En prépa et en L1, vous rencontrerez les équations de Schrödinger. Pour l'instant, retenez que chaque orbitale est décrite par trois nombres quantiques (n, l, m_l) et qu'un quatrième (m_s = ±½) décrit le spin de l'électron.
Les nombres quantiques
| Nombre | Symbole | Valeurs | Signification |
|---|---|---|---|
| Principal | n | 1, 2, 3… | Couche (énergie principale, taille) |
| Secondaire | l | 0 à n−1 | Sous-couche, forme |
| Magnétique | m_l | −l à +l | Orientation dans l'espace |
| Spin | m_s | +½ ou −½ | Spin de l'électron |
La sous-couche l = 0 correspond aux orbitales s ; l = 1 aux orbitales p ; l = 2 aux orbitales d (importantes pour les métaux de transition).
Forme géométrique des orbitales
Orbitale s : symétrie sphérique. Tous les points à égale distance du noyau ont la même probabilité de présence. Une seule orbitale s par sous-couche.
Orbitales p : forme bilobée (deux lobes opposés séparés par un nœud au niveau du noyau). Trois orbitales p par sous-couche (px, py, pz), orientées selon les trois axes de l'espace. Énergie supérieure à l'orbitale s de la même couche.

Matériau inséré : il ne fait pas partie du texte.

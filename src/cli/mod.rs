//! CLI module - argument parsing and command dispatch

pub mod args;
pub mod commands;
pub mod helpers;
pub mod output;
pub mod viz;

pub use args::{Cli, Commands, GlobalOpts, OutputFormat};
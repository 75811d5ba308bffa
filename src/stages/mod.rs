//! Production stages of the hemp line

pub mod farmer;
pub mod peeler;
pub mod pipeline;
pub mod stitcher;

pub use farmer::{Areas, Farmer, FarmerOp, FarmerState};
pub use peeler::{Peeler, PeelerOp, PeelerState};
pub use pipeline::{run_pipeline, RunReport};
pub use stitcher::{Stitcher, StitcherOp, StitcherState};
//! Field entity - an area of land growing hemp
//!
//! Growing samples a stalk density for every square meter of the field, then
//! a population of stalk lengths (beta) and diameters (flat) for each of those
//! cells. The total stalk count is therefore itself random.

use rand::Rng;
use serde::Serialize;
use std::fmt;

use crate::core::config::FarmerConfig;
use crate::core::error::SimError;
use crate::core::lifecycle::{Lifecycle, Machine};
use crate::entities::stalk::Stalk;

/// Field lifecycle states
#[derive(Debug, Clone, Copy, PartialEq, Eq, Serialize)]
#[serde(rename_all = "lowercase")]
pub enum FieldState {
    Fresh,
    Sown,
    Grown,
    Harvested,
}

/// Operations on a field
#[derive(Debug, Clone, Copy, PartialEq, Eq)]
pub enum FieldOp {
    Sow,
    Grow,
    Harvest,
}

impl fmt::Display for FieldState {
    fn fmt(&self, f: &mut fmt::Formatter<'_>) -> fmt::Result {
        match self {
            FieldState::Fresh => write!(f, "fresh"),
            FieldState::Sown => write!(f, "sown"),
            FieldState::Grown => write!(f, "grown"),
            FieldState::Harvested => write!(f, "harvested"),
        }
    }
}

impl fmt::Display for FieldOp {
    fn fmt(&self, f: &mut fmt::Formatter<'_>) -> fmt::Result {
        match self {
            FieldOp::Sow => write!(f, "sow"),
            FieldOp::Grow => write!(f, "grow"),
            FieldOp::Harvest => write!(f, "harvest"),
        }
    }
}

impl Lifecycle for FieldState {
    type Op = FieldOp;
    const ENTITY: &'static str = "field";
    const INITIAL: Self = FieldState::Fresh;
    const TRANSITIONS: &'static [(Self, FieldOp, Self)] = &[
        (FieldState::Fresh, FieldOp::Sow, FieldState::Sown),
        (FieldState::Sown, FieldOp::Grow, FieldState::Grown),
        (FieldState::Grown, FieldOp::Harvest, FieldState::Harvested),
    ];
}

/// What a field yielded, kept after its stalks are handed over
#[derive(Debug, Clone, Copy, Default, PartialEq, Serialize)]
pub struct HarvestRecord {
    pub stalks: usize,
    pub total_length: f64,
}

/// A hemp field
#[derive(Debug)]
pub struct Field {
    uid: String,
    area: f64,
    density: Vec<f64>,
    stalks: Vec<Stalk>,
    harvested: Option<HarvestRecord>,
    machine: Machine<FieldState>,
}

impl Field {
    /// A fresh field of `area` square meters
    pub fn new(uid: impl Into<String>, area: f64) -> Result<Self, SimError> {
        if !area.is_finite() || area < 0.0 {
            return Err(SimError::invalid(format!(
                "field area must be a non-negative number of m² (got {})",
                area
            )));
        }

        let uid = uid.into();
        tracing::info!(field = %uid, area, "planting new field");
        Ok(Self {
            uid,
            area,
            density: Vec::new(),
            stalks: Vec::new(),
            harvested: None,
            machine: Machine::new(),
        })
    }

    pub fn uid(&self) -> &str {
        &self.uid
    }

    pub fn area(&self) -> f64 {
        self.area
    }

    pub fn state(&self) -> FieldState {
        self.machine.state()
    }

    /// Sampled stalks per square meter, one value per cell
    pub fn stalk_density(&self) -> &[f64] {
        &self.density
    }

    /// Stalks currently standing on the field
    pub fn stalks(&self) -> &[Stalk] {
        &self.stalks
    }

    /// Record of the harvest, once harvested
    pub fn harvest_record(&self) -> Option<HarvestRecord> {
        self.harvested
    }

    pub fn sow(&mut self) -> Result<(), SimError> {
        self.machine.apply(FieldOp::Sow)?;
        Ok(())
    }

    /// Grow stalks on every square meter of the field
    pub fn grow<R: Rng + ?Sized>(
        &mut self,
        config: &FarmerConfig,
        rng: &mut R,
    ) -> Result<(), SimError> {
        self.machine.check(FieldOp::Grow)?;

        // partial square meters are not planted
        let cells = self.area as usize;
        let density = config.sprout.sample(cells, rng)?;

        let mut stalks = Vec::new();
        for per_cell in &density {
            let count = *per_cell as usize;
            let lengths = config.length.sample(count, rng)?;
            let diameters = config.diameter.sample(count, rng)?;
            stalks.extend(
                lengths
                    .into_iter()
                    .zip(diameters)
                    .map(|(length, diameter)| Stalk::new(length, diameter)),
            );
        }

        tracing::info!(
            field = %self.uid,
            cells,
            stalks = stalks.len(),
            "field grown"
        );
        self.density = density;
        self.stalks = stalks;
        self.machine.apply(FieldOp::Grow)?;
        Ok(())
    }

    /// Hand all stalks over to the caller
    pub fn harvest(&mut self) -> Result<Vec<Stalk>, SimError> {
        self.machine.apply(FieldOp::Harvest)?;

        let stalks = std::mem::take(&mut self.stalks);
        let record = HarvestRecord {
            stalks: stalks.len(),
            total_length: stalks.iter().map(|s| s.length()).sum(),
        };
        tracing::info!(field = %self.uid, stalks = record.stalks, "field harvested");
        self.harvested = Some(record);
        Ok(stalks)
    }
}
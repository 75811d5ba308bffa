//! Core module - sampling, lifecycles, configuration and reporting

pub mod config;
pub mod context;
pub mod distribution;
pub mod error;
pub mod lifecycle;
pub mod report;

pub use config::{ConfigError, FarmerConfig, PeelerConfig, SimConfig, StitcherConfig};
pub use context::SimContext;
pub use distribution::{sample_beta, sample_flat, BetaParams, BetaShape, FlatParams};
pub use error::SimError;
pub use lifecycle::{Lifecycle, Machine};
pub use report::{DataDirRecorder, MemoryRecorder, NullRecorder, Recorder, Series, SeriesKind};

Orbitales d : formes plus complexes — quatre orbitales à quatre lobes en croix (dxy, dxz, dyz, dx²-y²) et une cinquième, dz², à deux lobes selon l'axe z entourés d'un anneau équatorial. Cinq orbitales d par sous-couche. Importantes pour les métaux de transition mais peu exploitées en lycée.

Règles de remplissage
Pour remplir les orbitales d'un atome polyélectronique, on applique trois règles :
1. Principe d'Aufbau : on remplit les orbitales par ordre d'énergie croissante (1s → 2s → 2p → 3s → 3p → 4s → 3d…). 2. Principe de Pauli : chaque orbitale accueille au maximum 2 électrons de spin opposés. 3. Règle de Hund : à énergie égale (orbitales dégénérées), les électrons occupent un maximum d'orbitales différentes avec le même spin avant de se coupler.
Exemple : Carbone (C) (Z = 6) → 1s² 2s² 2p² (les deux électrons 2p occupent deux orbitales p différentes).
Orbitales et liaison covalente
La liaison covalente se comprend mieux avec les orbitales. Quand deux atomes s'approchent, leurs orbitales se recouvrent :
- Recouvrement frontal (axe de liaison) → liaison σ (sigma) : la plus forte.
- Recouvrement latéral (perpendiculaire à l'axe) → liaison π (pi) : plus faible, siège de la réactivité des alcènes.
Une liaison simple C–C = 1 σ. Une double liaison C=C = 1 σ + 1 π. Une triple liaison C≡C = 1 σ + 2 π.
La théorie des orbitales hybrides (sp³, sp², sp) explique la géométrie tétraédrique du méthane, la planarité de l'éthylène et la linéarité de l'acétylène — notions fondamentales de la chimie organométallique et de la prépa.